Myron Scholes, Fischer Black ve Robert C. Merton isimli üç iktisatçı bu işe kafa yorup bir teori geliştirmişler ve bu teoriyle Nobel Ekonomi ödülü almışlar(1997).
-Scholes, Black, Merton Modeli-
Bu teori türev piyasalarındaki gelecek tahmininin fiyatlandırılmasını ortaya koyar.
Bu teoride risk hesaplanmaz, her şeyin normal şartlarda oluşacağı düşünülür, rasyonalitenin ne zaman terse döneceği hesaplanmaz.
Bu teoriyi kullanıp rasyonel hareket eden yatırımcı kazanır.
Fakat ne kadar mükemmel bir model olursa olsun birden bir şey olur ve işler terse döner, panik başlar ve kriz olur.
Artık ne teori işler ne formül ne önlem...
İnsan doğar, büyür ve ölür.
Finansal Piyasalar doğar, yükselir ve düşer.
Yatırımcılar kazanır ve kaybeder.
Kapitalist ekonomilerdeki yükseliş ve düşüş döngüsü sonsuz gibidir.
Piyasalardaki davranış biçimi, hangi uzman ne derse desin, hangi teori ya da hangi formülü uydurursa uydursun, tamamen irrasyoneldir.
Yükselen düşer. Mantıklı yükselirsen, üretirsen, deli gibi harcamazsan, aç gözlü olmazsan, verileri iyi inceler ve sürekli gelecekle ilgili vizyonları ortaya koyarak tahminler yapar ve bu tahminler üzerinden stratejiler üretirsen tuzağa düşme ihtimalin azalır. Aksi taktirde er geç kriz muhakkak olur.
Ekonomi bir sonuçtur. Aslolan siyasettir. Siyasete ve diplomasiye değer vermek gerekir. Varlığının farkında olmak, gerçekleri görmek, aşırı hayalperest olmamak gerekir.

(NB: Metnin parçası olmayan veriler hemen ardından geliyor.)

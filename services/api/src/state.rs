//! Shared Application State
//!
//! This module defines the `AppState` struct, which holds all shared,
//! clonable resources like the provider-backed services and the roster.

use crate::config::{Config, Provider};
use anyhow::{Context, Result};
use async_openai::config::OpenAIConfig;
use crossfire_core::{
    casebook::{CaseService, LLMCaseService, MockCaseService},
    feedback::{FeedbackService, HeuristicFeedbackService, LLMFeedbackService},
    generator::{CannedContentGenerator, ContentGenerator, LLMContentGenerator},
    llm_client::ChatClient,
    participant::Roster,
};
use std::{collections::HashMap, sync::Arc};
use tracing::info;

/// The shared application state, created once at startup and passed to all handlers.
/// All fields are public to be accessible from other modules.
#[derive(Clone)]
pub struct AppState {
    pub generator: Arc<dyn ContentGenerator>,
    pub case_service: Arc<dyn CaseService>,
    pub feedback_service: Arc<dyn FeedbackService>,
    pub roster: Arc<Roster>,
    pub config: Arc<Config>,
}

impl AppState {
    /// Builds the provider-specific services described by `config`.
    pub fn from_config(config: Config, prompts: HashMap<String, String>) -> Result<Self> {
        let openai_config = match &config.provider {
            Provider::OpenAI => {
                info!("Using OpenAI provider.");
                let api_key = config
                    .openai_api_key
                    .as_ref()
                    .context("OpenAI API key not found")?;
                Some(
                    OpenAIConfig::new()
                        .with_api_key(api_key)
                        .with_api_base("https://api.openai.com/v1/"),
                )
            }
            Provider::Gemini => {
                info!("Using Gemini provider.");
                let api_key = config
                    .gemini_api_key
                    .as_ref()
                    .context("Gemini API key not found")?;
                Some(
                    OpenAIConfig::new()
                        .with_api_key(api_key)
                        .with_api_base("https://generativelanguage.googleapis.com/v1beta/openai"),
                )
            }
            Provider::Mock => {
                info!("Using mock provider.");
                None
            }
        };

        let (generator, case_service, feedback_service): (
            Arc<dyn ContentGenerator>,
            Arc<dyn CaseService>,
            Arc<dyn FeedbackService>,
        ) = match openai_config {
            Some(openai_config) => {
                let chat = ChatClient::new(openai_config.clone(), config.chat_model.clone());
                let grader = ChatClient::new(openai_config, config.feedback_model.clone());
                (
                    Arc::new(LLMContentGenerator::new(chat.clone(), prompts.clone())),
                    Arc::new(LLMCaseService::new(chat, prompts.clone())),
                    Arc::new(LLMFeedbackService::new(grader, prompts)),
                )
            }
            None => (
                Arc::new(CannedContentGenerator),
                Arc::new(MockCaseService),
                Arc::new(HeuristicFeedbackService),
            ),
        };

        Ok(Self {
            generator,
            case_service,
            feedback_service,
            roster: Arc::new(Roster::default()),
            config: Arc::new(config),
        })
    }
}
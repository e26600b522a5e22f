//! Axum Router Configuration
//!
//! This module defines the complete HTTP routing for the application,
//! including the REST API, WebSocket endpoint, and OpenAPI documentation.

use crate::{
    handlers,
    models::{CreateTopicPayload, ErrorResponse, RosterEntry, TopicResponse},
    state::AppState,
    ws::ws_handler,
};

use axum::{
    Router,
    routing::{get, post},
};
use std::sync::Arc;
use utoipa::OpenApi;
use utoipa_swagger_ui::SwaggerUi;

#[derive(OpenApi)]
#[openapi(
    paths(handlers::create_topic, handlers::get_roster),
    components(schemas(CreateTopicPayload, TopicResponse, RosterEntry, ErrorResponse)),
    tags(
        (name = "Crossfire API", description = "Setup endpoints for the group-interview simulator")
    )
)]
pub struct ApiDoc;

/// Creates the main Axum router for the application.
pub fn create_router(app_state: Arc<AppState>) -> Router {
    // Group all routes that require AppState into their own router.
    let api_router = Router::new()
        .route("/topics", post(handlers::create_topic))
        .route("/roster", get(handlers::get_roster))
        .route("/ws", get(ws_handler))
        .with_state(app_state);

    Router::new()
        .merge(SwaggerUi::new("/swagger-ui").url("/api-docs/openapi.json", ApiDoc::openapi()))
        .merge(api_router)
}

#[cfg(test)]
mod tests {
    use super::*;

    #[test]
    fn test_openapi_lists_setup_routes() {
        let doc = ApiDoc::openapi();
        let json = doc.to_json().unwrap();
        assert!(json.contains("/topics"));
        assert!(json.contains("/roster"));
        assert!(json.contains("RosterEntry"));
    }
}
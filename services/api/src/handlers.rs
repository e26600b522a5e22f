//! Axum Handlers for the REST API
//!
//! Session setup helpers: generating a case topic and listing the panel.
//! The discussion itself runs over the WebSocket in [`crate::ws`].

use axum::{
    extract::State,
    http::StatusCode,
    response::{IntoResponse, Json, Response},
};
use std::sync::Arc;
use tracing::{error, info};

use crate::{
    models::{CreateTopicPayload, ErrorResponse, RosterEntry, TopicResponse},
    state::AppState,
};

pub enum ApiError {
    BadRequest(String),
    InternalServerError(anyhow::Error),
}

impl IntoResponse for ApiError {
    fn into_response(self) -> Response {
        match self {
            ApiError::BadRequest(message) => {
                (StatusCode::BAD_REQUEST, Json(ErrorResponse { message })).into_response()
            }
            ApiError::InternalServerError(err) => {
                error!("Internal Server Error: {:?}", err);
                let message = "An internal server error occurred.".to_string();
                (
                    StatusCode::INTERNAL_SERVER_ERROR,
                    Json(ErrorResponse { message }),
                )
                    .into_response()
            }
        }
    }
}

impl<E> From<E> for ApiError
where
    E: Into<anyhow::Error>,
{
    fn from(err: E) -> Self {
        Self::InternalServerError(err.into())
    }
}

/// Generate a group-interview case for a company and position.
#[utoipa::path(
    post,
    path = "/topics",
    request_body = CreateTopicPayload,
    responses(
        (status = 201, description = "Topic generated successfully", body = TopicResponse),
        (status = 400, description = "Bad request", body = ErrorResponse),
        (status = 500, description = "Internal server error", body = ErrorResponse)
    )
)]
pub async fn create_topic(
    State(state): State<Arc<AppState>>,
    Json(payload): Json<CreateTopicPayload>,
) -> Result<impl IntoResponse, ApiError> {
    let company = payload.company.trim();
    let job_title = payload.job_title.trim();
    if company.is_empty() || job_title.is_empty() {
        return Err(ApiError::BadRequest(
            "company and job_title are required".to_string(),
        ));
    }

    let topic = state.case_service.generate_topic(company, job_title).await?;
    info!(%company, %job_title, "Generated topic");

    Ok((StatusCode::CREATED, Json(TopicResponse { topic })))
}

/// List the autonomous panel members.
#[utoipa::path(
    get,
    path = "/roster",
    responses(
        (status = 200, description = "Panel members", body = [RosterEntry])
    )
)]
pub async fn get_roster(State(state): State<Arc<AppState>>) -> Json<Vec<RosterEntry>> {
    Json(state.roster.members().iter().map(RosterEntry::from).collect())
}

#[cfg(test)]
mod tests {
    use super::*;
    use crate::config::Config;
    use std::collections::HashMap;

    fn mock_state() -> Arc<AppState> {
        Arc::new(AppState::from_config(Config::mock(), HashMap::new()).unwrap())
    }

    #[tokio::test]
    async fn test_create_topic_returns_created() {
        let payload = CreateTopicPayload {
            company: "星河科技".to_string(),
            job_title: "产品经理".to_string(),
        };
        let response = create_topic(State(mock_state()), Json(payload))
            .await
            .ok()
            .unwrap()
            .into_response();
        assert_eq!(response.status(), StatusCode::CREATED);
    }

    #[tokio::test]
    async fn test_create_topic_rejects_blank_fields() {
        let payload = CreateTopicPayload {
            company: "  ".to_string(),
            job_title: "产品经理".to_string(),
        };
        let response = match create_topic(State(mock_state()), Json(payload)).await {
            Ok(_) => panic!("blank company should be rejected"),
            Err(err) => err.into_response(),
        };
        assert_eq!(response.status(), StatusCode::BAD_REQUEST);
    }

    #[tokio::test]
    async fn test_get_roster_lists_panel() {
        let Json(roster) = get_roster(State(mock_state())).await;
        let ids: Vec<&str> = roster.iter().map(|entry| entry.id.as_str()).collect();
        assert_eq!(ids, vec!["char1", "char2", "char3"]);
    }
}
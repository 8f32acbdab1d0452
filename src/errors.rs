//! Error types with rich diagnostics using miette
//!
//! Import errors carry the offending file text so a host can print the
//! failing line with a label under the bad byte.

use miette::{Diagnostic, NamedSource, SourceSpan};
use thiserror::Error;

// ============================================================================
// Import Errors
// ============================================================================

/// A scene file could not be loaded. The document is left untouched.
#[derive(Error, Diagnostic, Debug)]
pub enum ImportError {
    #[error("malformed scene file: {message}")]
    #[diagnostic(code(vecpaint::import::syntax))]
    Syntax {
        message: String,
        #[source_code]
        src: NamedSource<String>,
        #[label("here")]
        span: SourceSpan,
    },

    #[error("malformed scene file: expected an array of shapes, found {found}")]
    #[diagnostic(
        code(vecpaint::import::not_an_array),
        help("scene files are a JSON array with one object per shape")
    )]
    NotAnArray { found: &'static str },
}

impl ImportError {
    /// Build a syntax error from serde_json's line/column report
    pub(crate) fn syntax(name: &str, source: &str, err: &serde_json::Error) -> Self {
        let offset = byte_offset(source, err.line(), err.column());
        ImportError::Syntax {
            message: err.to_string(),
            src: NamedSource::new(name, source.to_string()),
            span: SourceSpan::from((offset, 0)),
        }
    }
}

/// Convert a 1-based line and column into a byte offset, clamped to the input.
fn byte_offset(source: &str, line: usize, column: usize) -> usize {
    if line == 0 {
        return 0;
    }
    let line_start: usize = source
        .split_inclusive('\n')
        .take(line - 1)
        .map(str::len)
        .sum();
    (line_start + column.saturating_sub(1)).min(source.len())
}

// ============================================================================
// Export Errors
// ============================================================================

/// Saving a scene or its raster snapshot failed
#[derive(Error, Diagnostic, Debug)]
pub enum ExportError {
    #[error("failed to serialize scene: {0}")]
    #[diagnostic(code(vecpaint::export::serialize))]
    Serialize(#[from] serde_json::Error),

    #[error("failed to encode PNG: {message}")]
    #[diagnostic(code(vecpaint::export::encode))]
    Encode { message: String },

    #[error("canvas of {width}x{height} pixels cannot be allocated")]
    #[diagnostic(
        code(vecpaint::export::empty_canvas),
        help("both dimensions must be non-zero")
    )]
    EmptyCanvas { width: u32, height: u32 },
}
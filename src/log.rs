//! Conditional logging macros.
//!
//! With the `tracing` feature these are the `tracing` macros. Without it they
//! expand to nothing, so the rasterizer inner loops pay no cost.

#[cfg(feature = "tracing")]
pub use tracing::{debug, trace, warn};

#[cfg(not(feature = "tracing"))]
#[macro_export]
macro_rules! debug {
    ($($arg:tt)*) => {};
}

#[cfg(not(feature = "tracing"))]
#[macro_export]
macro_rules! trace {
    ($($arg:tt)*) => {};
}

#[cfg(not(feature = "tracing"))]
#[macro_export]
macro_rules! warn {
    ($($arg:tt)*) => {};
}

#[cfg(not(feature = "tracing"))]
pub use crate::{debug, trace, warn};
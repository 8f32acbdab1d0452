//! Axis-aligned rectangle with signed extents
//!
//! `width` and `height` keep their sign: a rectangle dragged up-left from its
//! origin has negative extents. Nothing here normalizes them; drawing and hit
//! testing work on the normalized box instead.

use super::{Geometry, Handle, Style, anchor_hit};
use crate::log::debug;
use crate::surface::Surface;
use crate::types::{Aabb, Point, sign};

/// Which side of an axis a corner handle drags
#[derive(Debug, Clone, Copy, PartialEq, Eq)]
enum Edge {
    /// The origin side (`x` or `y`)
    Near,
    /// The far side (`x + width` or `y + height`)
    Far,
}

/// Corner handles in hit-test order
#[derive(Debug, Clone, Copy, PartialEq, Eq)]
pub enum Corner {
    TopLeft,
    TopRight,
    BottomRight,
    BottomLeft,
}

impl Corner {
    pub const ALL: [Corner; 4] = [
        Corner::TopLeft,
        Corner::TopRight,
        Corner::BottomRight,
        Corner::BottomLeft,
    ];

    pub fn handle(self) -> Handle {
        Handle(self as usize)
    }

    pub fn from_handle(handle: Handle) -> Option<Corner> {
        Corner::ALL.get(handle.index()).copied()
    }

    /// (horizontal edge, vertical edge) this corner drags
    const fn edges(self) -> (Edge, Edge) {
        match self {
            Corner::TopLeft => (Edge::Near, Edge::Near),
            Corner::TopRight => (Edge::Far, Edge::Near),
            Corner::BottomRight => (Edge::Far, Edge::Far),
            Corner::BottomLeft => (Edge::Near, Edge::Far),
        }
    }
}

/// One axis of a resize: the dragged edge moves to `pointer`, the other stays.
/// Returns the new (start, extent).
fn drag_axis(edge: Edge, start: f64, extent: f64, pointer: f64) -> (f64, f64) {
    match edge {
        Edge::Near => (pointer, start + extent - pointer),
        Edge::Far => (start, pointer - start),
    }
}

/// Re-derive the start after the extent was clamped, keeping the fixed side
fn refix_start(edge: Edge, fixed: f64, extent: f64, start: f64) -> f64 {
    match edge {
        Edge::Near => fixed - extent,
        Edge::Far => start,
    }
}

/// An axis-aligned rectangle spanned from `origin` by a signed size
#[derive(Debug, Clone, PartialEq)]
pub struct Rect {
    pub origin: Point,
    pub width: f64,
    pub height: f64,
    pub style: Style,
}

impl Rect {
    pub fn new(origin: Point, width: f64, height: f64, style: Style) -> Self {
        Self {
            origin,
            width,
            height,
            style,
        }
    }

    /// Normalized box, whatever the signs of the extents
    pub fn normalized(&self) -> Aabb {
        Aabb::from_origin_size(self.origin, self.width, self.height)
    }

    /// |width / height| used as the aspect lock; 1 when undefined
    fn lock_aspect(&self) -> f64 {
        let aspect = (self.width / self.height).abs();
        if aspect.is_finite() && aspect > 0.0 {
            aspect
        } else {
            debug!(
                width = self.width,
                height = self.height,
                "degenerate aspect, locking to 1"
            );
            1.0
        }
    }

    fn corner_point(&self, corner: Corner) -> Point {
        let (h, v) = corner.edges();
        let x = match h {
            Edge::Near => self.origin.x,
            Edge::Far => self.origin.x + self.width,
        };
        let y = match v {
            Edge::Near => self.origin.y,
            Edge::Far => self.origin.y + self.height,
        };
        Point::new(x, y)
    }
}

impl Geometry for Rect {
    fn style(&self) -> &Style {
        &self.style
    }

    fn style_mut(&mut self) -> &mut Style {
        &mut self.style
    }

    fn draw(&self, surface: &mut dyn Surface) {
        let bb = self.normalized();
        let (x, y, w, h) = (bb.min.x, bb.min.y, bb.width(), bb.height());
        if let Some(fill) = self.style.active_fill() {
            surface.set_fill_color(fill);
            surface.fill_rect(x, y, w, h);
        }
        self.style.apply_stroke(surface);
        surface.stroke_rect(x, y, w, h);
    }

    fn contains(&self, p: Point) -> bool {
        self.normalized().contains(p)
    }

    fn bounds(&self) -> Aabb {
        self.normalized()
    }

    fn translate(&mut self, dx: f64, dy: f64) {
        self.origin.translate(dx, dy);
    }

    /// Drag a corner while the opposite corner stays put.
    ///
    /// With `maintain_aspect`, the longer side (relative to the aspect before
    /// the drag) is shortened to restore it; signs are preserved.
    fn resize(&mut self, handle: Handle, to: Point, maintain_aspect: bool) {
        let Some(corner) = Corner::from_handle(handle) else {
            return;
        };
        let (h_edge, v_edge) = corner.edges();
        let aspect = self.lock_aspect();

        // the corner opposite the handle
        let fixed = self.corner_point(match corner {
            Corner::TopLeft => Corner::BottomRight,
            Corner::TopRight => Corner::BottomLeft,
            Corner::BottomRight => Corner::TopLeft,
            Corner::BottomLeft => Corner::TopRight,
        });

        let (mut x, mut width) = drag_axis(h_edge, self.origin.x, self.width, to.x);
        let (mut y, mut height) = drag_axis(v_edge, self.origin.y, self.height, to.y);

        if maintain_aspect {
            let current = (width / height).abs();
            if current > aspect {
                width = sign(width) * (height * aspect).abs();
            } else {
                height = sign(height) * (width / aspect).abs();
            }
            x = refix_start(h_edge, fixed.x, width, x);
            y = refix_start(v_edge, fixed.y, height, y);
        }

        self.origin = Point::new(x, y);
        self.width = width;
        self.height = height;
    }

    fn resize_handle(&self, p: Point) -> Option<Handle> {
        anchor_hit(&self.anchors(), p)
    }

    /// Corners in handle order, taken from the stored (signed) geometry
    fn anchors(&self) -> Vec<Point> {
        Corner::ALL.iter().map(|&c| self.corner_point(c)).collect()
    }
}

#[cfg(test)]
mod tests {
    use super::*;
    use crate::surface::{DrawOp, RecordingSurface};

    fn rect(x: f64, y: f64, w: f64, h: f64) -> Rect {
        Rect::new(Point::new(x, y), w, h, Style::filled("#000", "#f00", 2.0, false))
    }

    fn assert_close(a: f64, b: f64) {
        assert!((a - b).abs() < 1e-9, "{a} != {b}");
    }

    #[test]
    fn corner_handles_round_trip() {
        for c in Corner::ALL {
            assert_eq!(Corner::from_handle(c.handle()), Some(c));
        }
        assert_eq!(Corner::from_handle(Handle(4)), None);
    }

    #[test]
    fn contains_negative_extents() {
        let r = rect(10.0, 10.0, -5.0, -5.0);
        assert!(r.contains(Point::new(5.0, 5.0)));
        assert!(r.contains(Point::new(10.0, 10.0)));
        assert!(r.contains(Point::new(7.0, 8.0)));
        assert!(!r.contains(Point::new(10.1, 8.0)));
    }

    #[test]
    fn draw_fills_under_stroke() {
        let mut r = rect(10.0, 10.0, -4.0, 6.0);
        r.style.use_fill = true;
        let mut s = RecordingSurface::new();
        r.draw(&mut s);
        assert_eq!(
            s.ops,
            vec![
                DrawOp::FillColor("#f00".into()),
                DrawOp::FillRect {
                    x: 6.0,
                    y: 10.0,
                    width: 4.0,
                    height: 6.0
                },
                DrawOp::StrokeColor("#000".into()),
                DrawOp::LineWidth(2.0),
                DrawOp::StrokeRect {
                    x: 6.0,
                    y: 10.0,
                    width: 4.0,
                    height: 6.0
                },
            ]
        );
    }

    #[test]
    fn draw_without_fill_only_strokes() {
        let mut s = RecordingSurface::new();
        rect(0.0, 0.0, 3.0, 3.0).draw(&mut s);
        assert!(s.filled_rects().is_empty());
    }

    #[test]
    fn handle_order_is_tl_tr_br_bl() {
        let r = rect(0.0, 0.0, 100.0, 50.0);
        assert_eq!(r.resize_handle(Point::new(1.0, 1.0)), Some(Corner::TopLeft.handle()));
        assert_eq!(r.resize_handle(Point::new(99.0, 1.0)), Some(Corner::TopRight.handle()));
        assert_eq!(r.resize_handle(Point::new(99.0, 49.0)), Some(Corner::BottomRight.handle()));
        assert_eq!(r.resize_handle(Point::new(1.0, 49.0)), Some(Corner::BottomLeft.handle()));
        assert_eq!(r.resize_handle(Point::new(50.0, 25.0)), None);
    }

    #[test]
    fn top_left_keeps_bottom_right() {
        let mut r = rect(10.0, 10.0, 100.0, 50.0);
        r.resize(Corner::TopLeft.handle(), Point::new(0.0, 20.0), false);
        assert_eq!(r.origin, Point::new(0.0, 20.0));
        assert_eq!((r.width, r.height), (110.0, 40.0));
    }

    #[test]
    fn bottom_right_only_changes_size() {
        let mut r = rect(10.0, 10.0, 100.0, 50.0);
        r.resize(Corner::BottomRight.handle(), Point::new(20.0, 15.0), false);
        assert_eq!(r.origin, Point::new(10.0, 10.0));
        assert_eq!((r.width, r.height), (10.0, 5.0));
    }

    #[test]
    fn top_right_and_bottom_left() {
        let mut r = rect(0.0, 0.0, 10.0, 10.0);
        r.resize(Corner::TopRight.handle(), Point::new(20.0, -5.0), false);
        assert_eq!(r.origin, Point::new(0.0, -5.0));
        assert_eq!((r.width, r.height), (20.0, 15.0));

        let mut r = rect(0.0, 0.0, 10.0, 10.0);
        r.resize(Corner::BottomLeft.handle(), Point::new(-5.0, 30.0), false);
        assert_eq!(r.origin, Point::new(-5.0, 0.0));
        assert_eq!((r.width, r.height), (15.0, 30.0));
    }

    #[test]
    fn dragging_through_keeps_negative_extent() {
        let mut r = rect(10.0, 10.0, 20.0, 20.0);
        r.resize(Corner::BottomRight.handle(), Point::new(0.0, 5.0), false);
        assert_eq!((r.width, r.height), (-10.0, -5.0));
        assert_eq!(r.origin, Point::new(10.0, 10.0));
    }

    #[test]
    fn aspect_lock_clamps_width() {
        let mut r = rect(0.0, 0.0, 40.0, 20.0);
        r.resize(Corner::BottomRight.handle(), Point::new(100.0, 30.0), true);
        assert_close(r.width, 60.0);
        assert_close(r.height, 30.0);
    }

    #[test]
    fn aspect_lock_clamps_height() {
        let mut r = rect(0.0, 0.0, 40.0, 20.0);
        r.resize(Corner::BottomRight.handle(), Point::new(50.0, 80.0), true);
        assert_close(r.width, 50.0);
        assert_close(r.height, 25.0);
    }

    #[test]
    fn aspect_lock_keeps_opposite_corner() {
        let mut r = rect(10.0, 10.0, 40.0, 20.0);
        // bottom-right corner is (50, 30)
        r.resize(Corner::TopLeft.handle(), Point::new(-70.0, 0.0), true);
        assert_close(r.origin.x + r.width, 50.0);
        assert_close(r.origin.y + r.height, 30.0);
        assert_close((r.width / r.height).abs(), 2.0);
    }

    #[test]
    fn aspect_lock_preserves_signs() {
        let mut r = rect(0.0, 0.0, 30.0, 10.0);
        r.resize(Corner::BottomRight.handle(), Point::new(-90.0, -60.0), true);
        assert!(r.width < 0.0 && r.height < 0.0);
        assert_close((r.width / r.height).abs(), 3.0);
    }

    #[test]
    fn aspect_lock_zero_height_uses_square() {
        let mut r = rect(0.0, 0.0, 30.0, 0.0);
        r.resize(Corner::BottomRight.handle(), Point::new(40.0, 10.0), true);
        assert_close(r.width, 10.0);
        assert_close(r.height, 10.0);
        assert!(r.width.is_finite() && r.height.is_finite());
    }

    #[test]
    fn aspect_lock_zero_width_uses_square() {
        let mut r = rect(0.0, 0.0, 0.0, 30.0);
        r.resize(Corner::BottomRight.handle(), Point::new(10.0, 40.0), true);
        assert_close(r.width, 10.0);
        assert_close(r.height, 10.0);
    }

    #[test]
    fn unknown_handle_is_ignored() {
        let mut r = rect(1.0, 2.0, 3.0, 4.0);
        let before = r.clone();
        r.resize(Handle(9), Point::new(50.0, 50.0), false);
        assert_eq!(r, before);
    }
}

Size 12 hamlede Dünya Finans Sistemini anlatmaya çalıştım.
Küresel Para, Faiz ve Sermaye piyasaları sistemi içerisindeyseniz kural basittir; sistemi görecek, anlamaya çalışacak ve ona göre strateji belirleyeceksiniz. Diplomasiye önem vereceksiniz. Üreteceksiniz...
Aksi takdirde küresel sistem sizi yutar.
Ekonomi tıpkı ekoloji gibidir. Güçlü olan güçsüz olanı yer..
Haksızlık bu diyebilirsiniz fakat siz yeni bir oyun kurup kendi kurallarınızla oynayıncaya kadar var olan oyunun kurallarına uymak ve oyunu da iyi oynamak zorundasınızdır.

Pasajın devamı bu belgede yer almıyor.